Partido de Marina Silva tende a desaparecer nas urnas municipais
O partido não consegue reproduzir o ‘efeito Marina’ das duas últimas campanhas presidenciais.Em 2010 e 2014, obteve 19% e 21% dos votos válidos nas eleições, respectivamente. Em 2016, apesar da agenda da ex-petista com candidatos da Rede, em apenas uma das dez capitais o candidato apoiado por ela figura entre os primeiros colocados
O partido da ex-senadora Marina Silva não consegue reproduzir o 'efeito Marina' das duas últimas campanhas presidenciais. Na ocasião, obteve 19% e 21% dos votos válidos nas eleições de 2010 e 2014
Por Redação, com Carta Capital - de São Paulo
A Rede Sustentabilidade, partido criado pela ex-senadora Marina Silva, completou seu primeiro ano de registro no Tribunal Superior Eleitoral (TSE) na semana passada. O desempenho da legenda nas campanhas municipais de 2016, contudo, ofuscou a comemoração.

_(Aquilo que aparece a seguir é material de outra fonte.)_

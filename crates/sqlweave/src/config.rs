use serde::{Deserialize, Serialize};

use crate::dialect::DialectKind;
use crate::query::VariableFormat;

/// Statement rendering settings shared by every builder.
///
/// Deserializes from configuration files:
///
/// ```toml
/// dialect = "mysql"
/// variable_format = "positional"
/// ```
#[derive(Debug, Clone, Default, PartialEq, Eq, Serialize, Deserialize)]
#[serde(default)]
pub struct QueryConfig {
    /// SQL dialect used for quoting. Default: Postgres.
    pub dialect: DialectKind,
    /// Placeholder style for INSERT, UPDATE and DELETE. `None` keeps each
    /// statement's default (named for INSERT and UPDATE, positional for DELETE).
    pub variable_format: Option<VariableFormat>,
}

impl QueryConfig {
    /// Create a new configuration with defaults.
    pub fn new() -> Self {
        Self::default()
    }

    /// Set the dialect.
    pub fn with_dialect(mut self, dialect: DialectKind) -> Self {
        self.dialect = dialect;
        self
    }

    /// Force one placeholder style on every mutation statement.
    pub fn with_variable_format(mut self, format: VariableFormat) -> Self {
        self.variable_format = Some(format);
        self
    }
}

#[cfg(test)]
mod tests {
    use super::*;

    #[test]
    fn defaults() {
        let c = QueryConfig::new();
        assert_eq!(c.dialect, DialectKind::Postgres);
        assert_eq!(c.variable_format, None);
    }

    #[test]
    fn deserializes_from_json() {
        let c: QueryConfig =
            serde_json::from_str(r#"{"dialect":"mariadb","variable_format":"named"}"#).unwrap();
        assert_eq!(c.dialect, DialectKind::Mysql);
        assert_eq!(c.variable_format, Some(VariableFormat::Named));

        let c: QueryConfig = serde_json::from_str("{}").unwrap();
        assert_eq!(c, QueryConfig::default());
    }

    #[test]
    fn builder_methods() {
        let c = QueryConfig::new()
            .with_dialect(DialectKind::Mysql)
            .with_variable_format(VariableFormat::Positional);
        assert_eq!(c.dialect.dialect().name(), "mysql");
        assert_eq!(c.variable_format, Some(VariableFormat::Positional));
    }
}
//! Convenient imports for typical `sqlweave` usage.
//!
//! ```ignore
//! use sqlweave::prelude::*;
//! ```

pub use crate::{BuildError, BuildResult, QueryConfig, Schema, SchemaOptions};
pub use crate::{DialectKind, MySql, Postgres};
pub use crate::{JoinMethod, Predicate, SortDir, Statement, VariableFormat};
pub use crate::{col, columns, count, delete, insert, lower, on, select, select_from, update};
pub use crate::SchemaQueries;

pub use crate::Model;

O partido não consegue reproduzir o 'efeito Marina' das duas últimas campanhas presidenciais.Em 2010 e 2014, obteve 19% e 21% dos votos válidos nas eleições, respectivamente. Em 2016, apesar da agenda da ex-petista com candidatos da Rede, em apenas uma das dez capitais o candidato apoiado por ela figura entre os primeiros colocados.
Marina não conseguiu fazer com que seus candidatos decolassem
É o prefeito em reeleição em Macapá, Clécio Luís, que lidera com 27% das intenções de voto. A fonte é a última medição do Ibope, em 16 de setembro. Eleito em 2012 pelo PSOL, o prefeito da capital do Amapá chegou à Rede pelas mãos do senador Randolfe Rodrigues. Este é outro que migrou do PSOL para a Rede.
Molon não decola
O fraco desempenho do partido de Marina Silva ocorre até mesmo em Estados nos quais surpreendeu na disputa de 2014. No Rio de Janeiro, por exemplo, obteve 31% dos votos. Na capital fluminense, a disputa embolada pelo segundo lugar não inclui o deputado federal Alessandro Molon.

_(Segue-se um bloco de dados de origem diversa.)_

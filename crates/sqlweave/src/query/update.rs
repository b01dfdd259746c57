//! UPDATE statement builder.

use std::sync::Arc;

use tracing::debug;

use crate::config::QueryConfig;
use crate::dialect::{Dialect, default_dialect};
use crate::error::{BuildError, BuildResult};
use crate::schema::Schema;

use super::column::{ColumnFormat, TableRef};
use super::insert::{Assign, write_placeholder};
use super::predicate::{Operand, Predicate};
use super::traits::Statement;
use super::variable::{Variable, VariableFormat};

/// Rewrite a mutation condition for `schema`: columns print bare and placeholders
/// follow `format`.
///
/// Scalar comparisons get `?` or `:column`. Under named style BETWEEN binds
/// `:column_0 AND :column_1` and IN binds `(:column_0, :column_1, ...)`. Literal
/// and column right-hand sides are left alone.
pub(crate) fn rewrite_condition(
    node: &Predicate,
    schema: &Schema,
    format: VariableFormat,
) -> BuildResult<Predicate> {
    match node {
        Predicate::Logical(logic, children) => Ok(Predicate::Logical(
            *logic,
            children
                .iter()
                .map(|child| rewrite_condition(child, schema, format))
                .collect::<BuildResult<_>>()?,
        )),
        Predicate::Comparison(c) => {
            let mut c = c.clone();
            let lhs = c.operand.column().name.clone();
            let Operand::Column(column) = &mut c.operand else {
                return Err(BuildError::NotAComparison(lhs));
            };
            if !schema.is_column_exist(&column.name) {
                return Err(BuildError::column_not_in_schema(
                    schema.table_name(),
                    column.name.clone(),
                ));
            }
            column.table = TableRef::Schema(schema.clone());
            column.format = Some(ColumnFormat::Bare);
            let name = column.name.clone();

            c.variable = match c.variable.take() {
                None => None,
                Some(v @ (Variable::Int(_) | Variable::Bool(_))) => Some(v),
                Some(Variable::Column(mut other)) => {
                    if !schema.is_column_exist(&other.name) {
                        return Err(BuildError::column_not_in_schema(
                            schema.table_name(),
                            other.name.clone(),
                        ));
                    }
                    other.table = TableRef::Schema(schema.clone());
                    other.format = Some(ColumnFormat::Bare);
                    Some(Variable::Column(other))
                }
                Some(Variable::Positional | Variable::Named(_)) => Some(match format {
                    VariableFormat::Positional => Variable::Positional,
                    VariableFormat::Named => Variable::Named(name),
                }),
                Some(Variable::Range | Variable::NamedRange(_)) => Some(match format {
                    VariableFormat::Positional => Variable::Range,
                    VariableFormat::Named => Variable::NamedRange(name),
                }),
                Some(Variable::List(n) | Variable::NamedList(_, n)) => Some(match format {
                    VariableFormat::Positional => Variable::List(n),
                    VariableFormat::Named => Variable::NamedList(name, n),
                }),
            };
            Ok(Predicate::Comparison(c))
        }
    }
}

/// WHERE clause of an UPDATE or DELETE; the primary-key match when absent or empty.
pub(crate) fn write_mutation_where(
    out: &mut String,
    dialect: &dyn Dialect,
    filter: Option<&Predicate>,
    schema: &Schema,
    format: VariableFormat,
) -> BuildResult<()> {
    let mut cond = String::new();
    if let Some(filter) = filter {
        rewrite_condition(filter, schema, format)?.write(&mut cond, dialect)?;
    }
    if cond.is_empty() {
        let pk = Predicate::eq(schema.primary_key());
        rewrite_condition(&pk, schema, format)?.write(&mut cond, dialect)?;
    }
    out.push_str(" WHERE ");
    out.push_str(&cond);
    Ok(())
}

/// UPDATE statement builder.
///
/// Assigns every column but the primary key unless told otherwise, and matches
/// the row by primary key when no condition is given.
#[derive(Clone, Debug)]
pub struct UpdateBuilder {
    schema: Schema,
    columns: Assign,
    filter: Option<Predicate>,
    format: VariableFormat,
    dialect: Arc<dyn Dialect>,
}

impl UpdateBuilder {
    pub fn new(schema: &Schema) -> Self {
        Self {
            schema: schema.clone(),
            columns: Assign::All,
            filter: None,
            format: VariableFormat::Named,
            dialect: default_dialect(),
        }
    }

    /// Assign only `names`; unknown names and the primary key are ignored.
    pub fn columns<I, S>(mut self, names: I) -> Self
    where
        I: IntoIterator<Item = S>,
        S: Into<String>,
    {
        self.columns = Assign::from_names(names);
        self
    }

    /// Condition selecting the rows to update. Every column must belong to the
    /// updated table. Under named style BETWEEN and IN bind `:column_0`,
    /// `:column_1` and so on.
    pub fn filter(mut self, predicate: Predicate) -> Self {
        self.filter = Some(predicate);
        self
    }

    /// Placeholder style for assignments and conditions alike.
    pub fn variable_format(mut self, format: VariableFormat) -> Self {
        self.format = format;
        self
    }

    pub fn dialect(mut self, dialect: impl Dialect + 'static) -> Self {
        self.dialect = Arc::new(dialect);
        self
    }

    /// Apply a [`QueryConfig`].
    pub fn config(mut self, config: &QueryConfig) -> Self {
        self.dialect = config.dialect.dialect();
        if let Some(format) = config.variable_format {
            self.format = format;
        }
        self
    }

    fn build_update_sql(&self) -> BuildResult<String> {
        let pk = self.schema.primary_key();
        let columns: Vec<String> = match &self.columns {
            Assign::All => self.schema.update_columns(),
            Assign::Only(names) => self
                .schema
                .filter(names)
                .into_iter()
                .filter(|c| c != pk)
                .collect(),
        };
        if columns.is_empty() {
            return Err(BuildError::NoAssignableColumns {
                statement: "update",
                table: self.schema.table_name().to_string(),
            });
        }

        let dialect = self.dialect.as_ref();
        let mut sql = String::from("UPDATE ");
        dialect.write_identifier(&mut sql, self.schema.table_name());
        sql.push_str(" SET ");
        for (i, c) in columns.iter().enumerate() {
            if i > 0 {
                sql.push_str(", ");
            }
            dialect.write_identifier(&mut sql, c);
            sql.push_str(" = ");
            write_placeholder(&mut sql, dialect, self.format, c);
        }
        write_mutation_where(&mut sql, dialect, self.filter.as_ref(), &self.schema, self.format)?;
        Ok(sql)
    }
}

impl Statement for UpdateBuilder {
    const KIND: &'static str = "update";

    fn build(&self) -> BuildResult<String> {
        let sql = self.build_update_sql()?;
        debug!(sql = %sql, "built update statement");
        Ok(sql)
    }
}

/// Start an UPDATE of `schema`.
pub fn update(schema: &Schema) -> UpdateBuilder {
    UpdateBuilder::new(schema)
}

Com apenas 18 segundos no horário eleitoral gratuito de televisão, Molon tem utilizado a imagem de Marina para crescer nas pesquisas. Sem conseguir decolar nas intenções de voto. Porém, o também ex-petista aparece em oitavo com 2% das intenções de voto.

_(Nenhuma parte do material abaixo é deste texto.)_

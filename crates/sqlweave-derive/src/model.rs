//! Model derive macro implementation
//!
//! Generates an `impl ::sqlweave::Model` whose field descriptor table lists the
//! struct's columns in declaration order. Flattened fields point at the nested
//! type's own table and are expanded when the schema is built, primary key marker
//! included.

mod attrs;

use attrs::{parse_field_attr, parse_struct_attr};
use proc_macro2::TokenStream;
use quote::quote;
use syn::ext::IdentExt;
use syn::{Data, DeriveInput, Fields, Result};

pub fn expand(input: DeriveInput) -> Result<TokenStream> {
    let name = &input.ident;

    let fields = match &input.data {
        Data::Struct(data) => match &data.fields {
            Fields::Named(fields) => &fields.named,
            _ => {
                return Err(syn::Error::new_spanned(
                    &input,
                    "Model can only be derived for structs with named fields",
                ));
            }
        },
        _ => {
            return Err(syn::Error::new_spanned(
                &input,
                "Model can only be derived for structs",
            ));
        }
    };

    let struct_attr = parse_struct_attr(&input)?;
    let table_name = struct_attr.table.unwrap_or_else(|| name.unraw().to_string());

    let mut descriptors = Vec::with_capacity(fields.len());
    let mut has_id = false;

    for field in fields {
        let attr = parse_field_attr(field)?;
        if attr.skip {
            continue;
        }

        if attr.flatten {
            let ty = &field.ty;
            descriptors.push(quote! {
                ::sqlweave::FieldDescriptor::Flatten(<#ty as ::sqlweave::Model>::fields)
            });
            continue;
        }

        let field_name = match &field.ident {
            Some(ident) => ident.unraw().to_string(),
            None => {
                return Err(syn::Error::new_spanned(field, "field has no name"));
            }
        };
        let column = match attr.column {
            Some(c) => c,
            None => match struct_attr.rename_all {
                Some(rule) => rule.apply(&field_name),
                None => field_name,
            },
        };
        if column.is_empty() {
            return Err(syn::Error::new_spanned(field, "column name cannot be empty"));
        }

        if attr.is_id {
            if has_id {
                return Err(syn::Error::new_spanned(
                    field,
                    "only one field can be marked #[orm(id)]",
                ));
            }
            has_id = true;
            descriptors.push(quote! {
                ::sqlweave::FieldDescriptor::Id(#column)
            });
        } else {
            descriptors.push(quote! {
                ::sqlweave::FieldDescriptor::Column(#column)
            });
        }
    }

    let (impl_generics, ty_generics, where_clause) = input.generics.split_for_impl();

    Ok(quote! {
        impl #impl_generics ::sqlweave::Model for #name #ty_generics #where_clause {
            fn table_name() -> &'static str {
                #table_name
            }

            fn fields() -> &'static [::sqlweave::FieldDescriptor] {
                const FIELDS: &[::sqlweave::FieldDescriptor] = &[#(#descriptors),*];
                FIELDS
            }
        }
    })
}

O mesmo ocorre na capital do Acre, Estado de origem de Marina. Ela venceu Dilma Rousseff (PT) e Aécio Neves (PSDB) no seu estado natal em 2014. Em 2016, porém, seu apoio a Carlos Gomes na disputa por Rio Branco não tem sido suficiente para o candidato sair do patamar de 1% nas pesquisas.
O coordenador da Executiva Nacional da Rede, Bazileu Margarido, minimiza o desempenho dos candidatos do partido.
– A Marina sempre falou que ninguém é dono de voto, que ninguém é dono do eleitor – afirma.
Agenda intensa
Apesar da negativa do coordenador da Rede, Marina participa ativamente da agenda dos candidatos. No Rio, ela tem integrado a campanha de Molon. Em São Paulo, além de gravar para o programa de Ricardo Young, tem feito corpo a corpo com eleitores ao lado dele nas ruas.
Nesta semana, a líder da Rede estará em Belo Horizonte, Rio de Janeiro e Rio Branco.
– Ela (Marina) tem procurado apoiar nossas candidaturas, mas é nossa primeira eleição, o que é uma oportunidade de colocar nossas propostas – pondera Margarido.
O dirigente reconhece que nas capitais "a tensão é maior". Por isso, a Rede decidiu embarcar em coligações como a de Alexandre Kalil (PHS), em Belo Horizonte. Ele tem o ‘marineiro’ Paulo Lamac como vice.
Político experiente
Kalil surpreendeu ao aparecer em segundo lugar nas pesquisas, posição que vem consolidando e que deve colocá-lo no segundo turno da capital mineira. O aliado da Rede adotou como discurso o embate contra políticos tradicionais, o que o aproxima de Marina, cuja bandeira da "nova política" lastreou a criação da Rede.
Lamac, contudo, é um político experiente. Foi vereador por dois mandatos e está no segundo como deputado estadual. A Rede chegou a lançar sua candidatura à prefeitura de Belo Horizonte, com a presença de Marina, mas Lamarc desistiu para ser vice de Kalil.
A desistência irritou a líder da Rede, que até agora não participou da campanha de Kalil e Lamac na capital mineira. "Ele (Kalil) nos convidou e colocou que precisava de um melhor contato no meio político", diz em tom amenizador o coordenador nacional da Rede.